# Change of variable

• April 21st 2006, 08:56 PM
Change of variable
• April 22nd 2006, 06:00 AM
topsquark
There's probably a more elegant way, but this does work:

$x^2\frac{dy}{dx}=y^2+4xy$

This is essentially a Bernoulli equation, so if we go ahead and let $v = y^{1-2}=\frac{1}{y}$ we obtain a linear equation:

$y=\frac{1}{v}$
$\frac{dy}{dx}=-\frac{1}{v^2}\frac{dv}{dx}$

So
$-x^2\frac{1}{v^2}\frac{dv}{dx}=\frac{1}{v^2}+4x \frac{1}{v}$

$x^2\frac{dv}{dx}+4xv=-1$

$(4xv+1)dx+x^2dv=0$

Now, $\frac{1}{x^2}(4x-2x)$ depends only on x, so the integrating factor will be:
$exp \left ( \int dx \frac{1}{x^2}(4x-2x) \right )=e^{2ln|x|}=x^2$

So $(4x^3v+x^2)dx+x^4dv=0$ is an exact differential equation.

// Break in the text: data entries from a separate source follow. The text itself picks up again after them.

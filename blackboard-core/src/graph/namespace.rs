//! Namespaces
//!
//! Named nodes live inside a namespace node, which keeps its members sorted
//! by name. A node's scope is a separate link from its data parents: it never
//! becomes an evaluation argument and does not count toward depth. It follows
//! the same discipline though. Every check runs before any link is created,
//! and a namespace can never end up inside itself.

use super::dag::DependencyGraph;
use super::node::NodeId;
use crate::error::{GraphError, Result};

/// Whether `name` is a valid member name: `[A-Za-z_][A-Za-z0-9_]*`.
pub fn is_valid_name(name: &str) -> bool {
    let mut chars = name.chars();
    match chars.next() {
        Some(c) if c.is_ascii_alphabetic() || c == '_' => {}
        _ => return false,
    }
    chars.all(|c| c.is_ascii_alphanumeric() || c == '_')
}

/// Split a dotted path into validated segments.
pub fn split_path(path: &str) -> Result<Vec<&str>> {
    let segments: Vec<&str> = path.split('.').collect();
    if segments.iter().all(|s| is_valid_name(s)) {
        Ok(segments)
    } else {
        Err(GraphError::InvalidName(path.to_string()))
    }
}

impl DependencyGraph {
    /// Validate placing `node` (or a node about to be created, if `None`)
    /// into `scope` under `name`.
    pub fn check_scope(&self, node: Option<NodeId>, scope: NodeId, name: &str) -> Result<()> {
        if !is_valid_name(name) {
            return Err(GraphError::InvalidName(name.to_string()));
        }
        let members = self
            .node(scope)?
            .members()
            .ok_or(GraphError::WrongKind {
                node: scope,
                expected: "a namespace",
            })?;
        if let Some(existing) = members.get(name) {
            if Some(*existing) != node {
                return Err(GraphError::DuplicateName {
                    scope,
                    name: name.to_string(),
                });
            }
        }
        if let Some(node) = node {
            self.node(node)?;
            if self.encloses(node, scope)? {
                return Err(GraphError::GraphCycle {
                    parent: scope,
                    child: node,
                });
            }
        }
        Ok(())
    }

    /// Name `node` and move it into `scope`.
    pub fn set_scope(&mut self, node: NodeId, scope: NodeId, name: &str) -> Result<()> {
        self.check_scope(Some(node), scope, name)?;
        self.detach_scope(node)?;
        if let Some(members) = self.node_mut(scope)?.members_mut() {
            members.insert(name.to_string(), node);
        }
        self.node_mut(node)?
            .set_identity(Some(name.to_string()), Some(scope));
        Ok(())
    }

    /// Remove `node` from its scope, if it has one.
    pub(crate) fn detach_scope(&mut self, node: NodeId) -> Result<()> {
        let (name, scope) = {
            let n = self.node(node)?;
            match (n.name(), n.scope()) {
                (Some(name), Some(scope)) => (name.to_string(), scope),
                _ => return Ok(()),
            }
        };
        if let Ok(scope_node) = self.node_mut(scope) {
            if let Some(members) = scope_node.members_mut() {
                members.remove(&name);
            }
        }
        self.node_mut(node)?.set_identity(None, None);
        Ok(())
    }

    /// Whether `outer` is `inner` or one of its enclosing scopes.
    pub fn encloses(&self, outer: NodeId, inner: NodeId) -> Result<bool> {
        let mut current = Some(inner);
        while let Some(id) = current {
            if id == outer {
                return Ok(true);
            }
            current = self.node(id)?.scope();
        }
        Ok(false)
    }

    /// Resolve a dotted path starting at `scope`.
    pub fn lookup_from(&self, scope: NodeId, path: &str) -> Result<NodeId> {
        let mut current = scope;
        for segment in split_path(path)? {
            current = self
                .node(current)?
                .members()
                .and_then(|members| members.get(segment))
                .copied()
                .ok_or_else(|| GraphError::NotFound(path.to_string()))?;
        }
        Ok(current)
    }

    /// Dotted path of a named node, outermost scope first. The root scope
    /// is unnamed and contributes nothing.
    pub fn path_of(&self, node: NodeId) -> Result<Option<String>> {
        let mut segments = Vec::new();
        let mut current = Some(node);
        while let Some(id) = current {
            let n = self.node(id)?;
            if let Some(name) = n.name() {
                segments.push(name.to_string());
            }
            current = n.scope();
        }
        if segments.is_empty() {
            return Ok(None);
        }
        segments.reverse();
        Ok(Some(segments.join(".")))
    }
}
//! Engine configuration.

use serde::{Deserialize, Serialize};

use crate::error::Result;

/// Tunables for an [`crate::Engine`].
///
/// Every field has a default, so a partial JSON document is enough:
///
/// ```
/// use blackboard_core::EngineConfig;
///
/// let config = EngineConfig::from_json_str(r#"{ "trace_nodes": true }"#).unwrap();
/// assert!(config.trace_nodes);
/// assert!(config.dedup_constants);
/// ```
#[derive(Debug, Clone, PartialEq, Eq, Serialize, Deserialize)]
#[serde(default)]
pub struct EngineConfig {
    /// Reuse an existing equal constant in [`crate::Engine::constant`].
    pub dedup_constants: bool,

    /// Emit a `trace!` event for every node a pass touches.
    pub trace_nodes: bool,

    /// Upper argument count for the variadic standard library functions.
    pub max_variadic_args: usize,
}

impl Default for EngineConfig {
    fn default() -> Self {
        Self {
            dedup_constants: true,
            trace_nodes: false,
            max_variadic_args: 16,
        }
    }
}

impl EngineConfig {
    /// Parse a configuration from JSON; missing fields take their defaults.
    pub fn from_json_str(json: &str) -> Result<Self> {
        Ok(serde_json::from_str(json)?)
    }
}

#[cfg(test)]
mod tests {
    use super::*;
    use crate::error::GraphError;

    #[test]
    fn empty_document_gives_defaults() {
        assert_eq!(EngineConfig::from_json_str("{}").unwrap(), EngineConfig::default());
    }

    #[test]
    fn fields_override() {
        let config =
            EngineConfig::from_json_str(r#"{"dedup_constants": false, "max_variadic_args": 4}"#)
                .unwrap();
        assert!(!config.dedup_constants);
        assert_eq!(config.max_variadic_args, 4);
        assert!(!config.trace_nodes);
    }

    #[test]
    fn bad_json_is_a_config_error() {
        let err = EngineConfig::from_json_str("{ nope").unwrap_err();
        assert!(matches!(err, GraphError::Config(_)));
    }
}
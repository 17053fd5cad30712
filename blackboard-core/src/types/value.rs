//! Runtime Values
//!
//! Value nodes hold one [`Value`]. The set of data kinds is closed; the
//! arithmetic and comparison capabilities that leaf behaviors rely on are
//! expressed as small traits over the primitive payloads.
//!
//! # Equality
//!
//! Change detection compares values with `==`. Doubles compare by bit
//! pattern, so a node that keeps producing `NaN` is not considered changed on
//! every pass, while `0.0` and `-0.0` are distinct values.

use std::cmp::Ordering;
use std::fmt;

use serde::{Deserialize, Serialize};

use super::DataType;

/// A value held by a value node.
#[derive(Debug, Clone, Serialize, Deserialize)]
pub enum Value {
    Bool(bool),
    Int(i64),
    Double(f64),
    Text(String),
}

impl Value {
    /// The data type this value belongs to.
    pub fn data_type(&self) -> DataType {
        match self {
            Value::Bool(_) => DataType::Bool,
            Value::Int(_) => DataType::Int,
            Value::Double(_) => DataType::Double,
            Value::Text(_) => DataType::Text,
        }
    }

    pub fn as_bool(&self) -> Option<bool> {
        match self {
            Value::Bool(b) => Some(*b),
            _ => None,
        }
    }

    pub fn as_int(&self) -> Option<i64> {
        match self {
            Value::Int(i) => Some(*i),
            _ => None,
        }
    }

    pub fn as_double(&self) -> Option<f64> {
        match self {
            Value::Double(d) => Some(*d),
            _ => None,
        }
    }

    pub fn as_text(&self) -> Option<&str> {
        match self {
            Value::Text(s) => Some(s),
            _ => None,
        }
    }
}

impl PartialEq for Value {
    fn eq(&self, other: &Self) -> bool {
        match (self, other) {
            (Value::Bool(a), Value::Bool(b)) => a == b,
            (Value::Int(a), Value::Int(b)) => a == b,
            (Value::Double(a), Value::Double(b)) => a.to_bits() == b.to_bits(),
            (Value::Text(a), Value::Text(b)) => a == b,
            _ => false,
        }
    }
}

impl Eq for Value {}

impl std::hash::Hash for Value {
    fn hash<H: std::hash::Hasher>(&self, state: &mut H) {
        std::mem::discriminant(self).hash(state);
        match self {
            Value::Bool(b) => b.hash(state),
            Value::Int(i) => i.hash(state),
            Value::Double(d) => d.to_bits().hash(state),
            Value::Text(s) => s.hash(state),
        }
    }
}

impl fmt::Display for Value {
    fn fmt(&self, f: &mut fmt::Formatter<'_>) -> fmt::Result {
        match self {
            Value::Bool(b) => write!(f, "{}", b),
            Value::Int(i) => write!(f, "{}", i),
            Value::Double(d) => write!(f, "{}", d),
            Value::Text(s) => write!(f, "{}", s),
        }
    }
}

impl From<bool> for Value {
    fn from(v: bool) -> Self {
        Value::Bool(v)
    }
}

impl From<i64> for Value {
    fn from(v: i64) -> Self {
        Value::Int(v)
    }
}

impl From<f64> for Value {
    fn from(v: f64) -> Self {
        Value::Double(v)
    }
}

impl From<&str> for Value {
    fn from(v: &str) -> Self {
        Value::Text(v.to_string())
    }
}

impl From<String> for Value {
    fn from(v: String) -> Self {
        Value::Text(v)
    }
}

// ----------------------------------------------------------------------------
// Capabilities
// ----------------------------------------------------------------------------

/// Addition and subtraction.
pub trait Additive {
    fn plus(&self, rhs: &Self) -> Self;
    fn minus(&self, rhs: &Self) -> Self;
}

/// Multiplication and division. Division by zero yields zero.
pub trait Multiplicative {
    fn times(&self, rhs: &Self) -> Self;
    fn divide(&self, rhs: &Self) -> Self;
}

/// Total ordering between two payloads of the same kind.
pub trait Comparable {
    fn compare(&self, rhs: &Self) -> Ordering;
}

/// Logical/bitwise combination.
pub trait Bitwise {
    fn bit_and(&self, rhs: &Self) -> Self;
    fn bit_or(&self, rhs: &Self) -> Self;
    fn bit_xor(&self, rhs: &Self) -> Self;
}

/// Operations specific to floating point payloads.
pub trait FloatingPoint {
    /// Truncate toward zero. `NaN` maps to 0, infinities saturate.
    fn truncate_to_int(&self) -> i64;

    /// False for `NaN`.
    fn is_number(&self) -> bool;
}

impl Additive for i64 {
    fn plus(&self, rhs: &Self) -> Self {
        self.wrapping_add(*rhs)
    }

    fn minus(&self, rhs: &Self) -> Self {
        self.wrapping_sub(*rhs)
    }
}

impl Multiplicative for i64 {
    fn times(&self, rhs: &Self) -> Self {
        self.wrapping_mul(*rhs)
    }

    fn divide(&self, rhs: &Self) -> Self {
        if *rhs == 0 {
            0
        } else {
            self.wrapping_div(*rhs)
        }
    }
}

impl Comparable for i64 {
    fn compare(&self, rhs: &Self) -> Ordering {
        self.cmp(rhs)
    }
}

impl Bitwise for i64 {
    fn bit_and(&self, rhs: &Self) -> Self {
        self & rhs
    }

    fn bit_or(&self, rhs: &Self) -> Self {
        self | rhs
    }

    fn bit_xor(&self, rhs: &Self) -> Self {
        self ^ rhs
    }
}

impl Additive for f64 {
    fn plus(&self, rhs: &Self) -> Self {
        self + rhs
    }

    fn minus(&self, rhs: &Self) -> Self {
        self - rhs
    }
}

impl Multiplicative for f64 {
    fn times(&self, rhs: &Self) -> Self {
        self * rhs
    }

    fn divide(&self, rhs: &Self) -> Self {
        if *rhs == 0.0 {
            0.0
        } else {
            self / rhs
        }
    }
}

impl Comparable for f64 {
    fn compare(&self, rhs: &Self) -> Ordering {
        self.total_cmp(rhs)
    }
}

impl FloatingPoint for f64 {
    fn truncate_to_int(&self) -> i64 {
        // `as` saturates and maps NaN to 0.
        self.trunc() as i64
    }

    fn is_number(&self) -> bool {
        !self.is_nan()
    }
}

impl Comparable for bool {
    fn compare(&self, rhs: &Self) -> Ordering {
        self.cmp(rhs)
    }
}

impl Bitwise for bool {
    fn bit_and(&self, rhs: &Self) -> Self {
        *self && *rhs
    }

    fn bit_or(&self, rhs: &Self) -> Self {
        *self || *rhs
    }

    fn bit_xor(&self, rhs: &Self) -> Self {
        *self != *rhs
    }
}

impl Comparable for String {
    fn compare(&self, rhs: &Self) -> Ordering {
        self.cmp(rhs)
    }
}

impl Comparable for Value {
    /// Payloads of the same kind compare naturally. Mixed kinds order by
    /// data type so that sorting stays total.
    fn compare(&self, rhs: &Self) -> Ordering {
        match (self, rhs) {
            (Value::Bool(a), Value::Bool(b)) => a.compare(b),
            (Value::Int(a), Value::Int(b)) => a.compare(b),
            (Value::Double(a), Value::Double(b)) => a.compare(b),
            (Value::Text(a), Value::Text(b)) => a.compare(b),
            (a, b) => a.data_type().cmp(&b.data_type()),
        }
    }
}

#[cfg(test)]
mod tests {
    use super::*;

    #[test]
    fn doubles_compare_by_bits() {
        assert_eq!(Value::Double(f64::NAN), Value::Double(f64::NAN));
        assert_ne!(Value::Double(0.0), Value::Double(-0.0));
        assert_eq!(Value::Double(1.5), Value::Double(1.5));
    }

    #[test]
    fn mixed_kinds_are_never_equal() {
        assert_ne!(Value::Int(1), Value::Double(1.0));
        assert_ne!(Value::Bool(true), Value::Int(1));
    }

    #[test]
    fn division_by_zero_falls_back_to_zero() {
        assert_eq!(7i64.divide(&0), 0);
        assert_eq!(7.0f64.divide(&0.0), 0.0);
        assert_eq!(i64::MIN.divide(&-1), i64::MIN);
    }

    #[test]
    fn truncation_saturates() {
        assert_eq!(f64::NAN.truncate_to_int(), 0);
        assert_eq!(f64::INFINITY.truncate_to_int(), i64::MAX);
        assert_eq!((-2.7f64).truncate_to_int(), -2);
    }
}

Thus $x^4v+\frac{1}{3}x^3=C$

or
$v=\frac{C-\frac{1}{3}x^3}{x^4}$

Thus $y=\frac{3x^4}{3C-x^3}$

-Dan
• April 22nd 2006, 07:50 AM
Rebesques
Note that the right hand side of

$
\frac{dy}{dx}=\frac{y^2+4xy}{x^2}
$

is homogeneous in x and y, and change variables to z=y/x.